INPUT FOR THIS TASK
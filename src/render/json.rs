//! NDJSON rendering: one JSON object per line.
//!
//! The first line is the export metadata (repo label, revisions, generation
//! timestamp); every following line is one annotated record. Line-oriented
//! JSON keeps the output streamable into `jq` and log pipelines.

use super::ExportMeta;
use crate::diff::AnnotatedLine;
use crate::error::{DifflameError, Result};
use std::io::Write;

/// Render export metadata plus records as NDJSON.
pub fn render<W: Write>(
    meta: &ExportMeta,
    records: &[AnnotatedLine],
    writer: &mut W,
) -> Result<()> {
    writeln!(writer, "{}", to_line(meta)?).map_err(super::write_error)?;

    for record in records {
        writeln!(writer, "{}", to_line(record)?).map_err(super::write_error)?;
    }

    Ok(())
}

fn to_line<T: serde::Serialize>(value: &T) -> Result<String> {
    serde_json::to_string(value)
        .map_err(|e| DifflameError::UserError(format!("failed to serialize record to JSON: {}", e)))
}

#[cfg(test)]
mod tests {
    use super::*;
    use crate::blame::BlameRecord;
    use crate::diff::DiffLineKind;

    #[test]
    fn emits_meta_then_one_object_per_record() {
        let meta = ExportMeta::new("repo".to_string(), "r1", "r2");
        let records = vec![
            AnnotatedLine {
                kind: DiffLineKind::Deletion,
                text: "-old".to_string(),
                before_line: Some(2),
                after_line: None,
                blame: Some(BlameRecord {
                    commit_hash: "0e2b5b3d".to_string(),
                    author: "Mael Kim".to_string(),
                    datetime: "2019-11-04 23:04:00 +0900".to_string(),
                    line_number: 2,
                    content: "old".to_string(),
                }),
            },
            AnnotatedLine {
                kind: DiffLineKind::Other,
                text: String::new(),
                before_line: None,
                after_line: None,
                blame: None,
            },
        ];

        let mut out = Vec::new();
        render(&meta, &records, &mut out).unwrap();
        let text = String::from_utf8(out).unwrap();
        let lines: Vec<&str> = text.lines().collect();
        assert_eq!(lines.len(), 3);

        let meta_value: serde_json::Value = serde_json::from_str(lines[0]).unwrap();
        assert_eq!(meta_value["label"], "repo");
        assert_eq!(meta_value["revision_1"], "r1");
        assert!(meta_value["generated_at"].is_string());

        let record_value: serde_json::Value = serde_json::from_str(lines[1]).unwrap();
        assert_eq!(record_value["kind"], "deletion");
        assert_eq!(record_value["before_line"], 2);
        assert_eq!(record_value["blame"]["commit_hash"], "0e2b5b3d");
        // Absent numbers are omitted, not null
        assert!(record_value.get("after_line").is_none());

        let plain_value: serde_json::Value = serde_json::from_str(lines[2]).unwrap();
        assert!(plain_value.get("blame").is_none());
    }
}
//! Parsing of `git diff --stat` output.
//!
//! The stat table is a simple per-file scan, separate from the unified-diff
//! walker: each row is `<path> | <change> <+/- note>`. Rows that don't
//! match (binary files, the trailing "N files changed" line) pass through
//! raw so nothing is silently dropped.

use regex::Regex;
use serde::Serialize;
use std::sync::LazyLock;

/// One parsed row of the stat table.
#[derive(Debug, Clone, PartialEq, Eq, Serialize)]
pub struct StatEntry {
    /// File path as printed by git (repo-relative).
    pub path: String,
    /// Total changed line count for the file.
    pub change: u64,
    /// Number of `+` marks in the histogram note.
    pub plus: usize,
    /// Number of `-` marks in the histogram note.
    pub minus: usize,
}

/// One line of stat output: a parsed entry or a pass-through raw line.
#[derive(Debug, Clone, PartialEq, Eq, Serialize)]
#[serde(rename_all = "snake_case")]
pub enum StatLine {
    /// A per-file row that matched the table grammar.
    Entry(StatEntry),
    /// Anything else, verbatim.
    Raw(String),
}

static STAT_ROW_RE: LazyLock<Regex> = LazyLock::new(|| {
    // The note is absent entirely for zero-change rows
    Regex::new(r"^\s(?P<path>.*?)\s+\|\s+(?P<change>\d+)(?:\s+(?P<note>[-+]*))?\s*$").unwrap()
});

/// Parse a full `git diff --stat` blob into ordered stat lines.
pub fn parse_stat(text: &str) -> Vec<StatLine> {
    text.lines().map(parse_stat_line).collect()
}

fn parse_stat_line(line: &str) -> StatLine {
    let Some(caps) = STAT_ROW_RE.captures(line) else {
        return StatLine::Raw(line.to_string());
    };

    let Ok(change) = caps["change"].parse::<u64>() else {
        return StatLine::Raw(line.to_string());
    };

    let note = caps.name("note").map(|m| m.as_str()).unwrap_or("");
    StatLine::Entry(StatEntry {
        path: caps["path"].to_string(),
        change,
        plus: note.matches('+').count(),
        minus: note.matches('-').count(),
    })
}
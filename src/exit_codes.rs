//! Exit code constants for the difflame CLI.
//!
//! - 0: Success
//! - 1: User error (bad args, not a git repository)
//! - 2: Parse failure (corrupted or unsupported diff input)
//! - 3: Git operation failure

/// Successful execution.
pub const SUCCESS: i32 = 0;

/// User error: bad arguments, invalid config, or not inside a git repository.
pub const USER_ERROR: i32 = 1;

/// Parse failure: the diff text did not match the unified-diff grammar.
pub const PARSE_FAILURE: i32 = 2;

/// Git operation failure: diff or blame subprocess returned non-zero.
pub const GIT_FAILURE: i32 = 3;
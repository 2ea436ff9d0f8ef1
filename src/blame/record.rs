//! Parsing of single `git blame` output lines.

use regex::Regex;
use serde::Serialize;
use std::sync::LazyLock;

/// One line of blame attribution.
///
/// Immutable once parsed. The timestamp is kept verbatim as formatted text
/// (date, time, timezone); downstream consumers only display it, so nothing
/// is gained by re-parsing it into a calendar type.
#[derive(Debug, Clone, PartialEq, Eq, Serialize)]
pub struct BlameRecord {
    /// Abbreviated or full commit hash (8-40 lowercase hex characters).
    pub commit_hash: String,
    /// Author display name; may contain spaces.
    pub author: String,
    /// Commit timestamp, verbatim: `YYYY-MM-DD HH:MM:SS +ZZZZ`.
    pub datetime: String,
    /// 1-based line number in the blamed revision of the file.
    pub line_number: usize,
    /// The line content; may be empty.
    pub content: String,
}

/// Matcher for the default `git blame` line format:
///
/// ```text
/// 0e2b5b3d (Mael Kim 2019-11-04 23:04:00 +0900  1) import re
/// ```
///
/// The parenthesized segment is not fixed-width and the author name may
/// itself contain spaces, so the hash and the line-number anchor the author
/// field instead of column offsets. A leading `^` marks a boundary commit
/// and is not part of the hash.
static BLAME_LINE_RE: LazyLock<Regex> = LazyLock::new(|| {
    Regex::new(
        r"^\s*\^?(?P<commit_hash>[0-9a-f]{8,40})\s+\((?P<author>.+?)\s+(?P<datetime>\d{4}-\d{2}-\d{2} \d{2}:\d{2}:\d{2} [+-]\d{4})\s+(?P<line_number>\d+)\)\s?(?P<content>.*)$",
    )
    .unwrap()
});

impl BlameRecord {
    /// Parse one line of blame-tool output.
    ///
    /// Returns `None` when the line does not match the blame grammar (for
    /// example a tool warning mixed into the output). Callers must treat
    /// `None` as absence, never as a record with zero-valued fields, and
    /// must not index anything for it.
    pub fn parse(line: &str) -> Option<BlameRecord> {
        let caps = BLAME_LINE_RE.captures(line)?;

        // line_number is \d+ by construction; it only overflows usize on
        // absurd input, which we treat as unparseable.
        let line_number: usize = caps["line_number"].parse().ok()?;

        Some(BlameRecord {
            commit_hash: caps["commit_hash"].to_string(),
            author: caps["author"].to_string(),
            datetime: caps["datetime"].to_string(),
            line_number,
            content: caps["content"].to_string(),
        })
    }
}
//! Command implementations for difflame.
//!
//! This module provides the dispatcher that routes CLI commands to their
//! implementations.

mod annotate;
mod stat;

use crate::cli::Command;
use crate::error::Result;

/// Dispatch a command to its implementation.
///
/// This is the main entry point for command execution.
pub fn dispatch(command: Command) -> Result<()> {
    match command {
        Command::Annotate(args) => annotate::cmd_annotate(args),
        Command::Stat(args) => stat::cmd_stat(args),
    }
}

--

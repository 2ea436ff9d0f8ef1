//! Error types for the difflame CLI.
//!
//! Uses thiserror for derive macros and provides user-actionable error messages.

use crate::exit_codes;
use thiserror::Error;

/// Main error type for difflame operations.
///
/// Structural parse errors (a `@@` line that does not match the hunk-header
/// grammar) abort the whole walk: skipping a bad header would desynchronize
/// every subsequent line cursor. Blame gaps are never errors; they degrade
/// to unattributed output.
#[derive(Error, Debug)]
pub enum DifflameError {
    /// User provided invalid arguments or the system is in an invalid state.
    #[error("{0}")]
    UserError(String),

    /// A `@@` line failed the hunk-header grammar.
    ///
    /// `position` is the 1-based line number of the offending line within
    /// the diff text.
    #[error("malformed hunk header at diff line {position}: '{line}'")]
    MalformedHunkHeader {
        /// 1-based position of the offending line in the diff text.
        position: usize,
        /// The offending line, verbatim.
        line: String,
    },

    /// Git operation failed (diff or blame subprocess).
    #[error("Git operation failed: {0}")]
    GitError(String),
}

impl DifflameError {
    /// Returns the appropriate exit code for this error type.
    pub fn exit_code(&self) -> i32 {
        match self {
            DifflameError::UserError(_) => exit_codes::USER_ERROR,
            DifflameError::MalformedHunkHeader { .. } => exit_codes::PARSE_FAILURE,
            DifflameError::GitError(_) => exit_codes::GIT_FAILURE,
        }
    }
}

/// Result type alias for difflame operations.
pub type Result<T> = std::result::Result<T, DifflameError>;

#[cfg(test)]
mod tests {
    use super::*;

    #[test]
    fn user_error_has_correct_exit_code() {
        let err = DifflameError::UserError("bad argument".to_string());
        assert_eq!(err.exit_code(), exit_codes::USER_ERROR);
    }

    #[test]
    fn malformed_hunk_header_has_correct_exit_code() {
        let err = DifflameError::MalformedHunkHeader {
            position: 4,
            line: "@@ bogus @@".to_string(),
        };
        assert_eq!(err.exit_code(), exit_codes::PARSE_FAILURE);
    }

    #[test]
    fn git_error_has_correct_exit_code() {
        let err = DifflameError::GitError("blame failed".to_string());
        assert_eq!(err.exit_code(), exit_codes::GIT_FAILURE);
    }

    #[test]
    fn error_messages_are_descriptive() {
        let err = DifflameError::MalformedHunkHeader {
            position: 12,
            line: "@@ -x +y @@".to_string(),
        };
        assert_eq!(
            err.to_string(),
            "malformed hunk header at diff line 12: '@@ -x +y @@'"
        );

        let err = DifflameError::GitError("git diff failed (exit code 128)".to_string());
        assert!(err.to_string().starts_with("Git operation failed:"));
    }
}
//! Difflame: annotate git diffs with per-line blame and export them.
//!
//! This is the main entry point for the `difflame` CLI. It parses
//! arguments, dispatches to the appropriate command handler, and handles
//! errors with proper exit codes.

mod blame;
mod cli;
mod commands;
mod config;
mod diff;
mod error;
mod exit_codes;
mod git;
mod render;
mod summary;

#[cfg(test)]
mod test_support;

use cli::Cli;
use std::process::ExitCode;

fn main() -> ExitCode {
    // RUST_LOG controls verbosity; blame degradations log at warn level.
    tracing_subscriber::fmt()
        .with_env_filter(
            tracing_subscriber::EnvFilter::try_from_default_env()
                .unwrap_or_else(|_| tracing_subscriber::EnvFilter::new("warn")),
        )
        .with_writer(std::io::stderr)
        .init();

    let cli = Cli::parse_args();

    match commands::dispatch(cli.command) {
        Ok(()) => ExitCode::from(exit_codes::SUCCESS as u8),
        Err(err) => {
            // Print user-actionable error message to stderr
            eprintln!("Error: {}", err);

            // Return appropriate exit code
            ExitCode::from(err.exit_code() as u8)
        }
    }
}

THE PROBLEM
Go through the lines above. Select every one that has the string "does".

SOLUTION FOR THIS TASK
    /// Returns `None` when the line does not match the blame grammar (for
/// Structural parse errors (a `@@` line that does not match the hunk-header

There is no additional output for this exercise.